Output all of the listing, leaving every line exactly as written.

(Given data Opens)

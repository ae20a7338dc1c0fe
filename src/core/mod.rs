//! Core module - The word-count building blocks
//!
//! This module provides:
//! - Word source and token filtering
//! - Stop-word set
//! - Frequency table and report model
//! - Rendering functions for different output formats
//! - Error kinds, configuration, logging and path helpers

pub mod config;
pub mod error;
pub mod file_reader;
pub mod frequency;
pub mod logging;
pub mod model;
pub mod paths;
pub mod render;
pub mod stop_words;
pub mod words;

(Given data Closes)

** Task response **
repository ae20a7338dc1c0fe
filename src/core/mod.rs
//! Core module - The word-count building blocks
//!
//! This module provides:
//! - Word source and token filtering
//! - Stop-word set
//! - Frequency table and report model
//! - Rendering functions for different output formats
//! - Error kinds, configuration, logging and path helpers

pub mod config;
pub mod error;
pub mod file_reader;
pub mod frequency;
pub mod logging;
pub mod model;
pub mod paths;
pub mod render;
pub mod stop_words;
pub mod words;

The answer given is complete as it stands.